Acorn Media // Unrated // December 8, 2015
List Price: $39.99 [Buy now and save at Amazon]

Review by Stuart Galbraith IV | posted January 7, 2016 | E-mail the Author
I've precious little to add to this review of Doc Martin - Series 7 (2015) not already stated in past reviews of earlier seasons. Now in its eleventh year of on-and-off production* the comedy-drama's good and bad points remain largely unchanged. In short, Doc Martin still delights in many respects while remaining downright frustrating and irritating in other ways.

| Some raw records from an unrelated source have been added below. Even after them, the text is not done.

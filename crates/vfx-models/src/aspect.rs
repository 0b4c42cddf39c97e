//! Output aspect presets.

use schemars::JsonSchema;
use serde::{Deserialize, Serialize};
use std::fmt;
use std::str::FromStr;
use thiserror::Error;

/// Output size presets offered by the renderer.
#[derive(Debug, Clone, Copy, PartialEq, Eq, Hash, Serialize, Deserialize, JsonSchema, Default)]
#[serde(rename_all = "snake_case")]
pub enum AspectPreset {
    /// 9:16 (1080×1920)
    #[default]
    Vertical,
    /// 16:9 (1920×1080)
    Horizontal,
    /// 1:1 (1080×1080)
    Square,
}

impl AspectPreset {
    pub const ALL: &'static [AspectPreset] = &[
        AspectPreset::Vertical,
        AspectPreset::Horizontal,
        AspectPreset::Square,
    ];

    pub fn as_str(&self) -> &'static str {
        match self {
            AspectPreset::Vertical => "vertical",
            AspectPreset::Horizontal => "horizontal",
            AspectPreset::Square => "square",
        }
    }

    /// Output size in pixels.
    pub fn dimensions(&self) -> (u32, u32) {
        match self {
            AspectPreset::Vertical => (1080, 1920),
            AspectPreset::Horizontal => (1920, 1080),
            AspectPreset::Square => (1080, 1080),
        }
    }

    /// Ratio label, e.g. "9:16".
    pub fn ratio(&self) -> &'static str {
        match self {
            AspectPreset::Vertical => "9:16",
            AspectPreset::Horizontal => "16:9",
            AspectPreset::Square => "1:1",
        }
    }
}

impl fmt::Display for AspectPreset {
    fn fmt(&self, f: &mut fmt::Formatter<'_>) -> fmt::Result {
        write!(f, "{}", self.as_str())
    }
}

impl FromStr for AspectPreset {
    type Err = AspectPresetParseError;

    fn from_str(s: &str) -> Result<Self, Self::Err> {
        match s.to_lowercase().as_str() {
            "vertical" | "portrait" | "9:16" => Ok(AspectPreset::Vertical),
            "horizontal" | "landscape" | "16:9" => Ok(AspectPreset::Horizontal),
            "square" | "1:1" => Ok(AspectPreset::Square),
            _ => Err(AspectPresetParseError(s.to_string())),
        }
    }
}

#[derive(Debug, Error)]
#[error("Unknown aspect preset: {0}")]
pub struct AspectPresetParseError(String);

Acorn Media's Doc Martin - Series 7 includes the season's eight 46-minute episodes in their original uncut, 16:9 enhanced widescreen format.


(Mild Spoilers) In the picturesque seaside town of Portwenn, Cornwall, astute but abrasively antisocial Dr. Martin Ellingham (Martin Clunes) and his long-suffering schoolmaster wife, Louisa (Caroline Catz), have separated, she having abruptly left him to visit her mother for an open-ended getaway in Spain while Martin's unclear marital status is the talk of the town.

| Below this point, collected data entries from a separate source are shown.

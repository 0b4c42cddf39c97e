//! In-process fake transcoding engine for tests.
//!
//! The fake understands just enough of the FFmpeg command line to answer
//! probe runs with a stream summary, emit progress blocks for transcodes and
//! write a deterministic output file. It counts live workers so tests can
//! assert that every worker was released.

use std::collections::HashMap;
use std::sync::atomic::{AtomicUsize, Ordering};
use std::sync::{Arc, Mutex};
use std::time::Duration;

use async_trait::async_trait;

use crate::cancel::CancelSignal;
use crate::error::{MediaError, MediaResult};
use crate::progress::FfmpegProgress;
use crate::worker::{ExitStatus, TranscodeEngine, TranscodeWorker, WorkerEvent, WorkerEventHandler};

/// Scripted behavior of a [`FakeEngine`].
#[derive(Debug, Clone)]
pub struct FakeScript {
    pub source_duration: f64,
    pub width: u32,
    pub height: u32,
    pub has_video: bool,
    pub has_audio: bool,
    /// Pause between progress blocks
    pub block_delay: Duration,
    /// Every progress block is sent twice, as FFmpeg does while it buffers
    pub stalled_blocks: bool,
    /// Transcodes in workers with this label wait for cancellation
    pub hang_stage: Option<String>,
    /// Transcodes (in workers with the given label, or all) exit with this code
    pub fail: Option<(Option<String>, i32)>,
}

impl Default for FakeScript {
    fn default() -> Self {
        Self {
            source_duration: 10.0,
            width: 1920,
            height: 1080,
            has_video: true,
            has_audio: true,
            block_delay: Duration::from_millis(1),
            stalled_blocks: false,
            hang_stage: None,
            fail: None,
        }
    }
}

impl FakeScript {
    pub fn with_source_duration(mut self, secs: f64) -> Self {
        self.source_duration = secs;
        self
    }

    pub fn without_audio(mut self) -> Self {
        self.has_audio = false;
        self
    }

    pub fn audio_only(mut self) -> Self {
        self.has_video = false;
        self
    }

    pub fn with_block_delay(mut self, delay: Duration) -> Self {
        self.block_delay = delay;
        self
    }

    pub fn with_stalled_blocks(mut self) -> Self {
        self.stalled_blocks = true;
        self
    }

    /// Every transcode hangs until cancelled.
    pub fn hang_on_transcode(self) -> Self {
        self.hang_in_stage("*")
    }

    /// Transcodes in workers spawned with `label` hang until cancelled.
    pub fn hang_in_stage(mut self, label: &str) -> Self {
        self.hang_stage = Some(label.to_string());
        self
    }

    /// Every transcode exits with `code`.
    pub fn fail_transcode(mut self, code: i32) -> Self {
        self.fail = Some((None, code));
        self
    }

    /// Transcodes in workers spawned with `label` exit with `code`.
    pub fn fail_in_stage(mut self, label: &str, code: i32) -> Self {
        self.fail = Some((Some(label.to_string()), code));
        self
    }

    fn probe_log(&self) -> Vec<String> {
        let mut lines = vec!["Input #0, mov,mp4,m4a,3gp,3g2,mj2, from 'input.mp4':".to_string()];
        let total = self.source_duration;
        let hours = (total / 3600.0).floor();
        let minutes = ((total - hours * 3600.0) / 60.0).floor();
        let seconds = total - hours * 3600.0 - minutes * 60.0;
        lines.push(format!(
            "  Duration: {:02}:{:02}:{:05.2}, start: 0.000000, bitrate: 1000 kb/s",
            hours as u32, minutes as u32, seconds
        ));
        if self.has_video {
            lines.push(format!(
                "  Stream #0:0(und): Video: h264 (High), yuv420p(progressive), {}x{} [SAR 1:1 DAR 16:9], 30 fps, 30 tbr",
                self.width, self.height
            ));
        }
        if self.has_audio {
            lines.push("  Stream #0:1(und): Audio: aac (LC), 48000 Hz, stereo, fltp, 128 kb/s".to_string());
        }
        lines.push("At least one output file must be specified".to_string());
        lines
    }
}

/// Counters shared by a fake engine and its workers.
#[derive(Debug, Default)]
pub struct FakeStats {
    spawned: AtomicUsize,
    live: AtomicUsize,
    commands: Mutex<Vec<(String, Vec<String>)>>,
}

impl FakeStats {
    pub fn spawned(&self) -> usize {
        self.spawned.load(Ordering::SeqCst)
    }

    /// Workers not yet dropped.
    pub fn live(&self) -> usize {
        self.live.load(Ordering::SeqCst)
    }

    /// Executed commands as `(worker label, args)`.
    pub fn commands(&self) -> Vec<(String, Vec<String>)> {
        self.commands.lock().map(|c| c.clone()).unwrap_or_default()
    }
}

/// Fake engine running entirely in memory.
#[derive(Debug, Clone)]
pub struct FakeEngine {
    script: Arc<FakeScript>,
    stats: Arc<FakeStats>,
}

impl FakeEngine {
    pub fn new(script: FakeScript) -> Self {
        Self {
            script: Arc::new(script),
            stats: Arc::new(FakeStats::default()),
        }
    }

    pub fn stats(&self) -> Arc<FakeStats> {
        self.stats.clone()
    }
}

#[async_trait]
impl TranscodeEngine for FakeEngine {
    fn name(&self) -> &str {
        "fake"
    }

    async fn spawn(&self, label: &str) -> MediaResult<Box<dyn TranscodeWorker>> {
        let n = self.stats.spawned.fetch_add(1, Ordering::SeqCst);
        self.stats.live.fetch_add(1, Ordering::SeqCst);
        Ok(Box::new(FakeWorker {
            id: format!("{label}-{n}"),
            label: label.to_string(),
            script: self.script.clone(),
            stats: self.stats.clone(),
            files: HashMap::new(),
            handler: None,
            terminated: false,
        }))
    }
}

struct FakeWorker {
    id: String,
    label: String,
    script: Arc<FakeScript>,
    stats: Arc<FakeStats>,
    files: HashMap<String, Vec<u8>>,
    handler: Option<WorkerEventHandler>,
    terminated: bool,
}

impl FakeWorker {
    fn emit(&self, event: WorkerEvent) {
        if let Some(handler) = &self.handler {
            handler(event);
        }
    }

    fn ensure_alive(&self) -> MediaResult<()> {
        if self.terminated {
            return Err(MediaError::WorkerTerminated(self.id.clone()));
        }
        Ok(())
    }

    fn stage_matches(&self, stage: &Option<String>) -> bool {
        match stage.as_deref() {
            None | Some("*") => true,
            Some(label) => label == self.label,
        }
    }

    /// Expected output length: the first `-t` value, else the source duration.
    fn expected_secs(&self, args: &[String]) -> f64 {
        args.iter()
            .position(|a| a == "-t")
            .and_then(|i| args.get(i + 1))
            .and_then(|v| v.parse().ok())
            .unwrap_or(self.script.source_duration)
    }
}

impl Drop for FakeWorker {
    fn drop(&mut self) {
        self.stats.live.fetch_sub(1, Ordering::SeqCst);
    }
}

#[async_trait]
impl TranscodeWorker for FakeWorker {
    fn id(&self) -> &str {
        &self.id
    }

    async fn write_input(&mut self, name: &str, bytes: &[u8]) -> MediaResult<()> {
        self.ensure_alive()?;
        self.files.insert(name.to_string(), bytes.to_vec());
        Ok(())
    }

    async fn read_output(&mut self, name: &str) -> MediaResult<Vec<u8>> {
        self.ensure_alive()?;
        self.files.get(name).cloned().ok_or_else(|| {
            MediaError::Io(std::io::Error::new(
                std::io::ErrorKind::NotFound,
                format!("{name} not found in worker {}", self.id),
            ))
        })
    }

    async fn delete_file(&mut self, name: &str) -> MediaResult<()> {
        self.ensure_alive()?;
        self.files.remove(name);
        Ok(())
    }

    fn set_event_handler(&mut self, handler: Option<WorkerEventHandler>) {
        self.handler = handler;
    }

    async fn execute(&mut self, args: &[String], cancel: &CancelSignal) -> MediaResult<ExitStatus> {
        self.ensure_alive()?;
        if cancel.is_cancelled() {
            return Err(MediaError::Cancelled);
        }
        if let Ok(mut commands) = self.stats.commands.lock() {
            commands.push((self.label.clone(), args.to_vec()));
        }

        // Probe-only run
        if args.first().map(String::as_str) == Some("-hide_banner") {
            let log = self.script.probe_log();
            for line in &log {
                self.emit(WorkerEvent::Log(line.clone()));
            }
            tokio::task::yield_now().await;
            return Ok(ExitStatus {
                code: Some(1),
                log_tail: log,
            });
        }

        if self.stage_matches(&self.script.hang_stage) && self.script.hang_stage.is_some() {
            let mut cancel = cancel.clone();
            cancel.cancelled().await;
            return Err(MediaError::Cancelled);
        }

        if let Some((stage, code)) = &self.script.fail {
            if self.stage_matches(stage) {
                let line = format!("{}: simulated failure", self.label);
                self.emit(WorkerEvent::Log(line.clone()));
                return Ok(ExitStatus {
                    code: Some(*code),
                    log_tail: vec![line],
                });
            }
        }

        for input in args.windows(2).filter(|w| w[0] == "-i").map(|w| &w[1]) {
            let is_pattern = input.contains('%');
            let is_lavfi = input.starts_with("anullsrc");
            if !is_pattern && !is_lavfi && !self.files.contains_key(input) {
                let line = format!("{input}: No such file or directory");
                return Ok(ExitStatus {
                    code: Some(1),
                    log_tail: vec![line],
                });
            }
        }

        let expected = self.expected_secs(args);
        let mut progress = FfmpegProgress::default();
        for step in 1..=4u32 {
            let mut cancel_wait = cancel.clone();
            tokio::select! {
                biased;
                _ = cancel_wait.cancelled() => return Err(MediaError::Cancelled),
                _ = tokio::time::sleep(self.script.block_delay) => {}
            }
            progress.frame = (expected * 30.0 * step as f64 / 4.0) as u64;
            progress.out_time_us = (expected * 1_000_000.0 * step as f64 / 4.0) as i64;
            progress.speed = 4.0;
            progress.is_complete = step == 4;
            if self.script.stalled_blocks {
                self.emit(WorkerEvent::Progress(progress.clone()));
            }
            self.emit(WorkerEvent::Progress(progress.clone()));
        }

        let output = args
            .last()
            .cloned()
            .ok_or_else(|| MediaError::internal("fake engine got no output"))?;
        let inputs = args.iter().filter(|a| *a == "-i").count();
        let body = format!("fake:{output}:{inputs}:{expected:.3}");
        self.files.insert(output, body.into_bytes());

        Ok(ExitStatus {
            code: Some(0),
            log_tail: Vec::new(),
        })
    }

    async fn terminate(&mut self) -> MediaResult<()> {
        self.terminated = true;
        self.files.clear();
        self.handler = None;
        Ok(())
    }
}

#[cfg(test)]
mod tests {
    use super::*;
    use crate::log_probe::SourceProbe;

    #[test]
    fn test_probe_log_parses() {
        let script = FakeScript::default().with_source_duration(75.5).without_audio();
        let probe = SourceProbe::from_log(script.probe_log());
        assert_eq!(probe.duration, Some(75.5));
        assert!(probe.has_video);
        assert!(!probe.has_audio);
    }

    #[tokio::test]
    async fn test_live_worker_accounting() {
        let engine = FakeEngine::new(FakeScript::default());
        let stats = engine.stats();
        let a = engine.spawn("normalize").await.unwrap();
        let b = engine.spawn("normalize").await.unwrap();
        assert_eq!(stats.live(), 2);
        drop(a);
        drop(b);
        assert_eq!(stats.live(), 0);
        assert_eq!(stats.spawned(), 2);
    }
}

At the urging of his physically frail psychologist Aunt Ruth (Eileen Atkins), Martin agrees to see a young but acclaimed psychotherapist, Dr. Rachel Timoney (Emily Bevan). Louisa returns to Portwenn but now wants to live apart (with their toddler son) from Martin. When suitable accommodations for her and the baby cannot be found, Martin selflessly allows Luisa and the baby to move into his home (above his surgery) while he moves in to a dilapidated flat elsewhere.

Meanwhile, Al Large's (Joe Absolom) Airbnb-type bed and breakfast business hurtles headlong toward disaster, while his father, Bert (Ian McNeice), is drowning in debt and on the verge of losing his restaurant. Crazy, obsessively lovelorn chemist Mrs. Tishell (Selina Cadell) rather unbelievably is back on the job, still pining away for Martin, while Martin's perpetually lazy receptionist, Morwenna (Jessica Ransom), is as eccentric as ever. Meanwhile, local constable PC Joe Penhale (John Marquez) gets a Taser gun in the mail, with the expected results.

As always, Clunes's hilarious characterization is at the show's center, forever scowling fiercely, except on rare occasions when, taken by emotional surprise, a wide-eyed and childlike innocence washes over him. Martin remains a glowering, aloof presence with no bedside manner or tact.

He's expectedly wonderful whenever he's on, and the show's supporting players and their characters' eccentricities are likewise amusing for the most part. The show is at its best whenever Martin is interviewing and treating patients, and during its almost ritualistic third act medical crises.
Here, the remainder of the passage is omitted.